Os recentes acontecimentos envolvendo a explosão social do movimento Black Lives Matter nos EUA como resposta à violência policial histórica contra negros afroamericanos e o caso da morte do menino Miguel no Brasil – filho de empregada doméstica negra que acompanhava a mãe no trabalho em meio à pandemia e negligenciado pela patroa enquanto a mãe passeava com seus cachorros – devem ser momentos de muita reflexão social. Em especial, para as pessoas racializadas enquanto brancas e beneficiadas direta ou indiretamente por um sistema político e econômico reconhecidamente racista em todas as dimensões possíveis.

Ângela Davis, em seu clássico Mulheres, Raça e Classe (1981), já mostrava que 25 anos após a “libertação” dos escravos poucas mulheres negras conseguiram trabalhar fora do campo, da cozinha ou da lavanderia, atividades por elas exercidas enquanto escravas. Dados dos censos americanos de 1940 e 1960 mostram que a situação pouco se alterou nas décadas seguintes. Com a inserção mais intensa das mulheres brancas no mercado de trabalho a partir dos anos 70 e a consequente mercantilização dos trabalhos domésticos, o setor de “serviços” incorporou essas atividades mantendo elevado grau de precarização e, hoje, emprega quase 1/3 das mulheres negras e latinas nos EUA (US Bureau of Labor Statistics).

De forma similar, Lélia Gonzalez, pioneira nos estudos da interseccionalidade classe, gênero e raça no Brasil, afirmava, já em 1979, que foi a mulher negra que possibilitou a emancipação econômica e cultural da ‘patroa’ com o sistema de dupla jornada de trabalho. Ainda segundo a autora: “o que se opera no Brasil não é apenas uma discriminação efetiva; em termos de representações mentais sociais que se reforçam e se reproduzem de diferentes maneiras, o que se observa é um racismo cultural que leva, tanto algozes como vítimas, a considerarem natural o fato de a mulher em geral e a negra em particular desempenharem papéis sociais desvalorizados em termos de população economicamente ativa”.

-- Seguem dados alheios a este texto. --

//! Negation normal form for class expressions and data ranges.
//!
//! Complements are pushed inward until they only sit on named classes,
//! datatypes, enumerations, value restrictions and self restrictions.

use std::collections::BTreeSet;

use crate::ontology::expressions::{ClassExpression, DataRange};

/// Returns the negation normal form of `expression`.
#[must_use]
pub fn nnf(expression: &ClassExpression) -> ClassExpression {
    use ClassExpression as CE;

    match expression {
        CE::Class(_) | CE::ObjectOneOf(_) | CE::ObjectHasValue { .. } | CE::ObjectHasSelf(_) => {
            expression.clone()
        }
        CE::ObjectIntersectionOf(operands) => CE::ObjectIntersectionOf(map_set(operands, nnf)),
        CE::ObjectUnionOf(operands) => CE::ObjectUnionOf(map_set(operands, nnf)),
        CE::ObjectComplementOf(operand) => complement_nnf(operand),
        CE::ObjectSomeValuesFrom { property, filler } => CE::some(property.clone(), nnf(filler)),
        CE::ObjectAllValuesFrom { property, filler } => CE::only(property.clone(), nnf(filler)),
        CE::ObjectMinCardinality {
            cardinality,
            property,
            filler,
        } => CE::min(*cardinality, property.clone(), nnf(filler)),
        CE::ObjectExactCardinality {
            cardinality,
            property,
            filler,
        } => CE::exactly(*cardinality, property.clone(), nnf(filler)),
        CE::ObjectMaxCardinality {
            cardinality,
            property,
            filler,
        } => CE::max(*cardinality, property.clone(), nnf(filler)),
        CE::DataSomeValuesFrom { property, filler } => {
            CE::data_some(property.clone(), data_nnf(filler))
        }
        CE::DataAllValuesFrom { property, filler } => {
            CE::data_only(property.clone(), data_nnf(filler))
        }
        CE::DataHasValue { .. } => expression.clone(),
        CE::DataMinCardinality {
            cardinality,
            property,
            filler,
        } => CE::data_min(*cardinality, property.clone(), data_nnf(filler)),
        CE::DataExactCardinality {
            cardinality,
            property,
            filler,
        } => CE::data_exactly(*cardinality, property.clone(), data_nnf(filler)),
        CE::DataMaxCardinality {
            cardinality,
            property,
            filler,
        } => CE::data_max(*cardinality, property.clone(), data_nnf(filler)),
    }
}

/// Returns the negation normal form of the complement of `expression`.
#[must_use]
pub fn complement_nnf(expression: &ClassExpression) -> ClassExpression {
    use ClassExpression as CE;

    match expression {
        CE::Class(class) if class.is_thing() => CE::nothing(),
        CE::Class(class) if class.is_nothing() => CE::thing(),
        CE::Class(_)
        | CE::ObjectOneOf(_)
        | CE::ObjectHasValue { .. }
        | CE::ObjectHasSelf(_)
        | CE::DataHasValue { .. } => CE::complement(expression.clone()),
        CE::ObjectIntersectionOf(operands) => CE::ObjectUnionOf(map_set(operands, complement_nnf)),
        CE::ObjectUnionOf(operands) => CE::ObjectIntersectionOf(map_set(operands, complement_nnf)),
        CE::ObjectComplementOf(operand) => nnf(operand),
        CE::ObjectSomeValuesFrom { property, filler } => {
            CE::only(property.clone(), complement_nnf(filler))
        }
        CE::ObjectAllValuesFrom { property, filler } => {
            CE::some(property.clone(), complement_nnf(filler))
        }
        CE::ObjectMinCardinality {
            cardinality: 0, ..
        } => CE::nothing(),
        CE::ObjectMinCardinality {
            cardinality,
            property,
            filler,
        } => CE::max(cardinality - 1, property.clone(), nnf(filler)),
        CE::ObjectMaxCardinality {
            cardinality,
            property,
            filler,
        } => match cardinality.checked_add(1) {
            Some(above) => CE::min(above, property.clone(), nnf(filler)),
            None => CE::nothing(),
        },
        CE::ObjectExactCardinality {
            cardinality: 0,
            property,
            filler,
        } => CE::min(1, property.clone(), nnf(filler)),
        CE::ObjectExactCardinality {
            cardinality,
            property,
            filler,
        } => {
            let filler = nnf(filler);
            let below = CE::max(cardinality - 1, property.clone(), filler.clone());
            match cardinality.checked_add(1) {
                Some(above) => CE::ObjectUnionOf(
                    [below, CE::min(above, property.clone(), filler)]
                        .into_iter()
                        .collect(),
                ),
                None => below,
            }
        }
        CE::DataSomeValuesFrom { property, filler } => {
            CE::data_only(property.clone(), data_complement_nnf(filler))
        }
        CE::DataAllValuesFrom { property, filler } => {
            CE::data_some(property.clone(), data_complement_nnf(filler))
        }
        CE::DataMinCardinality {
            cardinality: 0, ..
        } => CE::nothing(),
        CE::DataMinCardinality {
            cardinality,
            property,
            filler,
        } => CE::data_max(cardinality - 1, property.clone(), data_nnf(filler)),
        CE::DataMaxCardinality {
            cardinality,
            property,
            filler,
        } => match cardinality.checked_add(1) {
            Some(above) => CE::data_min(above, property.clone(), data_nnf(filler)),
            None => CE::nothing(),
        },
        CE::DataExactCardinality {
            cardinality: 0,
            property,
            filler,
        } => CE::data_min(1, property.clone(), data_nnf(filler)),
        CE::DataExactCardinality {
            cardinality,
            property,
            filler,
        } => {
            let filler = data_nnf(filler);
            let below = CE::data_max(cardinality - 1, property.clone(), filler.clone());
            match cardinality.checked_add(1) {
                Some(above) => CE::ObjectUnionOf(
                    [below, CE::data_min(above, property.clone(), filler)]
                        .into_iter()
                        .collect(),
                ),
                None => below,
            }
        }
    }
}

/// Returns the negation normal form of a data range.
#[must_use]
pub fn data_nnf(range: &DataRange) -> DataRange {
    match range {
        DataRange::Datatype(_) | DataRange::DataOneOf(_) | DataRange::DatatypeRestriction { .. } => {
            range.clone()
        }
        DataRange::DataComplementOf(operand) => data_complement_nnf(operand),
        DataRange::DataIntersectionOf(operands) => {
            DataRange::DataIntersectionOf(map_set(operands, data_nnf))
        }
        DataRange::DataUnionOf(operands) => DataRange::DataUnionOf(map_set(operands, data_nnf)),
    }
}

/// Returns the negation normal form of the complement of a data range.
#[must_use]
pub fn data_complement_nnf(range: &DataRange) -> DataRange {
    match range {
        DataRange::Datatype(_) | DataRange::DataOneOf(_) | DataRange::DatatypeRestriction { .. } => {
            DataRange::complement(range.clone())
        }
        DataRange::DataComplementOf(operand) => data_nnf(operand),
        DataRange::DataIntersectionOf(operands) => {
            DataRange::DataUnionOf(map_set(operands, data_complement_nnf))
        }
        DataRange::DataUnionOf(operands) => {
            DataRange::DataIntersectionOf(map_set(operands, data_complement_nnf))
        }
    }
}

fn map_set<T: Ord>(operands: &BTreeSet<T>, f: impl Fn(&T) -> T) -> BTreeSet<T> {
    operands.iter().map(f).collect()
}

Nesse contexto, cabe a reflexão sobre o mundo que queremos pós-pandemia. É preciso repensar a importância e a valorização do trabalho reprodutivo e isso não se fará sem um olhar mais atento à racialização e precarização do trabalho doméstico remunerado. Mais uma vez em linha com os argumentos de Fraser et al (2019), mulheres brancas conscientes de suas opressões sexistas, porém reconhecedoras de seus privilégios sociais e raciais, não deveriam ter interesse em quebrar o telhado de vidro se ainda cabe a uma ampla maioria de mulheres negras, indígenas e imigrantes limparem os cacos espalhados nesse caminho.